Exercise requirements = A faithful copy of the entire listing is what is needed.
::::
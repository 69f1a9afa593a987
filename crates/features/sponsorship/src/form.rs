use psf_derive::api_model;
use psf_domain::catalog::{BenefitId, PackageId};

#[api_model]
#[derive(Default, Clone, PartialEq, Eq)]
/// Sponsorship application as submitted, and the body of a cost lookup.
pub struct ApplicationForm {
    /// Selected package; absent for à-la-carte only applications
    #[serde(default, skip_serializing_if = "Option::is_none")]
    #[cfg_attr(feature = "server", schema(value_type = Option<String>))]
    pub package: Option<PackageId>,
    /// Checked benefits in catalog order
    #[serde(default)]
    #[cfg_attr(feature = "server", schema(value_type = Vec<String>))]
    pub benefits: Vec<BenefitId>,
}

impl ApplicationForm {
    /// Package id with blank values treated as "no package".
    #[must_use]
    pub fn selected_package(&self) -> Option<&PackageId> {
        self.package.as_ref().filter(|id| !id.is_blank())
    }
}

#[api_model]
#[derive(Clone, Copy, PartialEq, Eq)]
/// Answer of the cost endpoint.
pub struct CostResponse {
    /// Sponsorship amount in whole US dollars
    pub cost: u64,
}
::::
Output of the exercise =
repository 69f1a9afa593a987
filename crates/features/sponsorship/src/form.rs
use psf_derive::api_model;
use psf_domain::catalog::{BenefitId, PackageId};

#[api_model]
#[derive(Default, Clone, PartialEq, Eq)]
/// Sponsorship application as submitted, and the body of a cost lookup.
pub struct ApplicationForm {
    /// Selected package; absent for à-la-carte only applications
    #[serde(default, skip_serializing_if = "Option::is_none")]
    #[cfg_attr(feature = "server", schema(value_type = Option<String>))]
    pub package: Option<PackageId>,
    /// Checked benefits in catalog order
    #[serde(default)]
    #[cfg_attr(feature = "server", schema(value_type = Vec<String>))]
    pub benefits: Vec<BenefitId>,
}

impl ApplicationForm {
    /// Package id with blank values treated as "no package".
    #[must_use]
    pub fn selected_package(&self) -> Option<&PackageId> {
        self.package.as_ref().filter(|id| !id.is_blank())
    }
}

#[api_model]
#[derive(Clone, Copy, PartialEq, Eq)]
/// Answer of the cost endpoint.
pub struct CostResponse {
    /// Sponsorship amount in whole US dollars
    pub cost: u64,
}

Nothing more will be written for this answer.